To advance its chip development, Neurophos has secured $110 million in a Series A funding round. The investment was led by Gates Frontier, the venture firm founded by Bill Gates, and included participation from Microsoft’s M12, Carbon Direct, Aramco Ventures, Bosch Ventures, Tectonic Ventures, Space Capital, and other backers.

Photonic computing is not a novel concept. In principle, chips that use light instead of electricity can achieve higher performance, as light generates less heat, moves faster, and is less affected by temperature fluctuations and electromagnetic interference. However, optical components have historically been bulkier than silicon parts, posed manufacturing challenges at scale, and required power-hungry digital-to-analog converters. Neurophos argues that its proprietary metasurface overcomes these hurdles simultaneously, being roughly "10,000 times" smaller than traditional optical transistors.

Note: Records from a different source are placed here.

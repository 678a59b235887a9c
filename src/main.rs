// Tally - Streaming Extract Reconciliation
// Copyright (c) 2025 Tally Contributors
// Licensed under the MIT License

use clap::Parser;
use std::process;
use tally::cli::commands::EXIT_FATAL;
use tally::cli::{Cli, Commands};
use tally::config::{load_config, LoggingConfig};
use tally::logging::init_logging;
use tokio::sync::watch;

/// Log level and logging sinks for this invocation
///
/// Only `run` and `listen` honour `[logging]` file output; the other
/// commands log to the console. Config errors are reported by the command
/// itself, so here they just fall back to defaults.
fn logging_settings(cli: &Cli) -> (String, LoggingConfig) {
    let config = load_config(&cli.config).ok();

    let level = cli
        .log_level
        .clone()
        .or_else(|| config.as_ref().map(|c| c.application.log_level.clone()))
        .unwrap_or_else(|| "info".to_string());

    let logging = match config {
        Some(config) if cli.command.is_long_running() => config.logging,
        _ => LoggingConfig::console_only(),
    };

    (level, logging)
}

#[tokio::main]
async fn main() {
    // Load environment variables from .env file if present
    let _ = dotenvy::dotenv();

    let cli = Cli::parse();

    let (log_level, logging_config) = logging_settings(&cli);
    let log_guard = match init_logging(&log_level, &logging_config) {
        Ok(guard) => guard,
        Err(e) => {
            eprintln!("Failed to initialize logging: {e}");
            process::exit(EXIT_FATAL);
        }
    };

    tracing::info!(
        version = env!("CARGO_PKG_VERSION"),
        "Tally - Streaming Extract Reconciliation"
    );

    // Shutdown signal for graceful shutdown
    let (shutdown_tx, shutdown_rx) = watch::channel(false);

    let shutdown_tx_clone = shutdown_tx.clone();
    tokio::spawn(async move {
        #[cfg(unix)]
        {
            use tokio::signal::unix::{signal, SignalKind};
            let mut sigterm = match signal(SignalKind::terminate()) {
                Ok(s) => s,
                Err(e) => {
                    tracing::error!(error = %e, "Failed to create SIGTERM handler");
                    if tokio::signal::ctrl_c().await.is_ok() {
                        tracing::info!("Received SIGINT (Ctrl+C), initiating graceful shutdown...");
                        println!("\n⚠️  Shutdown signal received, finishing in-flight batches...");
                        let _ = shutdown_tx_clone.send(true);
                    }
                    return;
                }
            };

            tokio::select! {
                _ = tokio::signal::ctrl_c() => {
                    tracing::info!("Received SIGINT (Ctrl+C), initiating graceful shutdown...");
                    println!("\n⚠️  Shutdown signal received, finishing in-flight batches...");
                    let _ = shutdown_tx_clone.send(true);
                }
                _ = sigterm.recv() => {
                    tracing::info!("Received SIGTERM, initiating graceful shutdown...");
                    println!("\n⚠️  Shutdown signal received, finishing in-flight batches...");
                    let _ = shutdown_tx_clone.send(true);
                }
            }
        }

        #[cfg(not(unix))]
        {
            if let Err(e) = tokio::signal::ctrl_c().await {
                tracing::error!(error = %e, "Failed to listen for Ctrl+C");
            } else {
                tracing::info!("Received SIGINT (Ctrl+C), initiating graceful shutdown...");
                println!("\n⚠️  Shutdown signal received, finishing in-flight batches...");
                let _ = shutdown_tx_clone.send(true);
            }
        }
    });

    let exit_code = match execute_command(&cli, shutdown_rx).await {
        Ok(code) => code,
        Err(e) => {
            tracing::error!(error = %e, "Command execution failed");
            eprintln!("Error: {e}");
            EXIT_FATAL
        }
    };

    // process::exit skips destructors; flush file logs first
    drop(log_guard);
    process::exit(exit_code);
}

/// Execute the CLI command
async fn execute_command(cli: &Cli, shutdown_signal: watch::Receiver<bool>) -> anyhow::Result<i32> {
    match &cli.command {
        Commands::Run(args) => args.execute(&cli.config, shutdown_signal).await,
        Commands::Listen(args) => args.execute(&cli.config, shutdown_signal).await,
        Commands::Report(args) => args.execute(&cli.config).await,
        Commands::ValidateConfig(args) => args.execute(&cli.config).await,
        Commands::Init(args) => args.execute().await,
    }
}
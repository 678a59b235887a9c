//! Reconciliation coordinator - main orchestrator for a run
//!
//! Stages of a run:
//! 1. Open both inputs through the [`ObjectStore`] (the only fatal step)
//! 2. Pair batches positionally on a blocking thread
//! 3. Compare pairs on a fixed pool of workers
//! 4. Reduce outcomes in this task, the single owner of all totals

use crate::adapters::storage::ObjectStore;
use crate::core::compare::compare_batches;
use crate::core::reader;
use crate::core::reconcile::pairing::{pair_batches, BatchPair, PairingReport, StopCondition};
use crate::core::reconcile::summary::{BatchError, BatchOutcome, BatchSide, RunAccumulator, RunOutput};
use crate::core::reconcile::ComparisonJob;
use crate::domain::{Result, TallyError};
use crate::logging::{RunReporter, TracingReporter};
use std::sync::Arc;
use std::time::Instant;
use tokio::sync::{mpsc, watch, Mutex};
use tracing::Instrument;
use uuid::Uuid;

/// Reconciliation coordinator
pub struct ReconciliationCoordinator {
    store: Arc<dyn ObjectStore>,
    reporter: Arc<dyn RunReporter>,
    shutdown_signal: watch::Receiver<bool>,
}

impl ReconciliationCoordinator {
    /// Create a coordinator reading from `store`
    ///
    /// Setting `shutdown_signal` to `true` stops submission of further pairs;
    /// comparisons already in flight still finish and are counted.
    pub fn new(store: Arc<dyn ObjectStore>, shutdown_signal: watch::Receiver<bool>) -> Self {
        Self {
            store,
            reporter: Arc::new(TracingReporter),
            shutdown_signal,
        }
    }

    /// Replace the default tracing reporter
    pub fn with_reporter(mut self, reporter: Arc<dyn RunReporter>) -> Self {
        self.reporter = reporter;
        self
    }

    /// Execute one reconciliation run
    ///
    /// # Errors
    ///
    /// Returns [`TallyError::SourceOpen`] or [`TallyError::TargetOpen`] when an
    /// input cannot be opened. Every later failure is recorded in the summary
    /// instead.
    pub async fn run(&self, job: &ComparisonJob) -> Result<RunOutput> {
        let run_id = Uuid::new_v4();
        let span = tracing::info_span!(
            "reconciliation_run",
            run_id = %run_id,
            source = %job.source(),
            target = %job.target(),
        );
        self.execute(run_id, job).instrument(span).await
    }

    async fn execute(&self, run_id: Uuid, job: &ComparisonJob) -> Result<RunOutput> {
        let started = Instant::now();

        let source_stream = self.store.open(job.source()).await.map_err(|e| {
            TallyError::SourceOpen {
                location: job.source().to_string(),
                message: e.to_string(),
            }
        })?;
        let target_stream = self.store.open(job.target()).await.map_err(|e| {
            TallyError::TargetOpen {
                location: job.target().to_string(),
                message: e.to_string(),
            }
        })?;

        self.reporter.run_started(run_id, job);

        let source = reader::source_batches(source_stream, job.delimiter(), job.batch_size());
        let target = reader::target_batches(target_stream, job.batch_size());

        let workers = job.worker_count();
        let (pair_tx, pair_rx) = mpsc::channel::<BatchPair>(workers);
        let (outcome_tx, mut outcome_rx) = mpsc::channel::<BatchOutcome>(workers * 2);

        let stop = StopCondition::new(
            self.shutdown_signal.clone(),
            // A deadline past what Instant can represent means no deadline.
            job.run_timeout()
                .and_then(|timeout| started.checked_add(timeout)),
        );
        let pairing_outcomes = outcome_tx.clone();
        let pairing = tokio::task::spawn_blocking(move || {
            pair_batches(source, target, pair_tx, pairing_outcomes, stop)
        });

        let pair_rx = Arc::new(Mutex::new(pair_rx));
        let mut handles = Vec::with_capacity(workers);
        for worker_id in 0..workers {
            let pairs = Arc::clone(&pair_rx);
            let outcomes = outcome_tx.clone();
            handles.push(tokio::spawn(
                compare_worker(worker_id, pairs, outcomes).in_current_span(),
            ));
        }
        // The outcome channel closes once the pairing stage and every worker are done.
        drop(outcome_tx);

        let mut accumulator = RunAccumulator::new();
        while let Some(outcome) = outcome_rx.recv().await {
            match &outcome {
                BatchOutcome::Compared(result) => self.reporter.batch_completed(result),
                BatchOutcome::Failed(error) => self.reporter.batch_failed(error),
            }
            accumulator.absorb(outcome);
        }

        let pairing = match pairing.await {
            Ok(report) => report,
            Err(e) => {
                tracing::error!(error = %e, "Pairing stage failed");
                PairingReport {
                    stop_reason: Some(format!("Pairing stage failed: {e}")),
                    ..PairingReport::default()
                }
            }
        };

        for handle in handles {
            if let Err(e) = handle.await {
                tracing::error!(error = %e, "Comparison worker failed");
            }
        }

        let output = accumulator.finish(run_id, job, &pairing, started.elapsed());
        self.reporter.run_completed(&output.summary);
        Ok(output)
    }
}

/// Pull pairs until the pairing stage closes the channel
///
/// Each comparison runs on the blocking pool; a panic inside one becomes a
/// batch error for that position.
async fn compare_worker(
    worker_id: usize,
    pairs: Arc<Mutex<mpsc::Receiver<BatchPair>>>,
    outcomes: mpsc::Sender<BatchOutcome>,
) {
    let mut compared = 0usize;
    loop {
        let next = { pairs.lock().await.recv().await };
        let Some(pair) = next else {
            break;
        };

        let sequence = pair.sequence;
        let outcome =
            match tokio::task::spawn_blocking(move || compare_batches(&pair.source, &pair.target))
                .await
            {
                Ok(result) => BatchOutcome::Compared(result),
                Err(e) => BatchOutcome::Failed(BatchError::new(
                    sequence,
                    BatchSide::Comparison,
                    format!("Comparison task failed: {e}"),
                )),
            };

        if outcomes.send(outcome).await.is_err() {
            break;
        }
        compared += 1;
    }
    tracing::debug!(worker_id, compared, "Comparison worker finished");
}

This miniaturization allows thousands of units to be packed onto a chip, dramatically boosting efficiency by enabling vastly more simultaneous calculations. Dr. Bowen of Neurophos explained, "When you shrink the optical transistor, you can do way more math in the optics domain before you have to convert back to the electronics domain." He emphasized, "If you want to go fast, you have to solve the energy efficiency problem first. Because if you take a chip and make it 100 times faster, it burns 100 times more power. So you earn the privilege of speed only after tackling efficiency."

According to the startup, the outcome is an optical processing unit that significantly outpaces Nvidia’s B200 AI GPU. Neurophos claims its chip operates at 56 GHz, delivering a peak performance of 235 Peta Operations Per Second (POPS) while consuming 675 watts. In comparison, the B200 is rated for 9 POPS at 1,000 watts. Bowen noted that Neurophos has already secured several customers—though none were named—and that companies including Microsoft are evaluating its technology closely.

Nevertheless, the company is stepping into a competitive arena dominated by Nvidia, whose hardware has largely fueled the current AI expansion. Other firms are also exploring photonics, with some, like Lighmatter, shifting focus toward interconnect solutions. Neurophos does not anticipate having production-ready chips until mid-2028. Bowen remains confident, however, that the performance and efficiency gains from its metasurface modulators will create a durable competitive edge.

"What others, including Nvidia, are doing with silicon physics is evolutionary, not revolutionary, and it’s tied to the pace of TSMC’s manufacturing advances," he observed. "TSMC’s nodes typically improve energy efficiency by about 15% every couple of years. Even projecting Nvidia’s architectural progress, by our 2028 launch we expect to maintain a massive advantage—starting with a 50x lead over Blackwell in both energy efficiency and raw speed."

To circumvent the production difficulties often associated with optical chips, Neurophos says its design can be fabricated using standard silicon foundry materials, tools, and processes. The new capital will support development of its first integrated photonic computing system, which will include data-center-ready OPU modules, a complete software stack, and early-access hardware for developers. The company is also expanding its engineering presence with a new site in San Francisco and growing its headquarters in Austin, Texas.

Dr. Marc Tremblay, Corporate Vice President and Technical Fellow of Core AI Infrastructure at Microsoft, commented, "Modern AI inference requires monumental amounts of power and compute. We need a breakthrough in computing that matches the leaps we’ve seen in AI models, which is exactly what Neurophos’ technology and highly skilled team are building."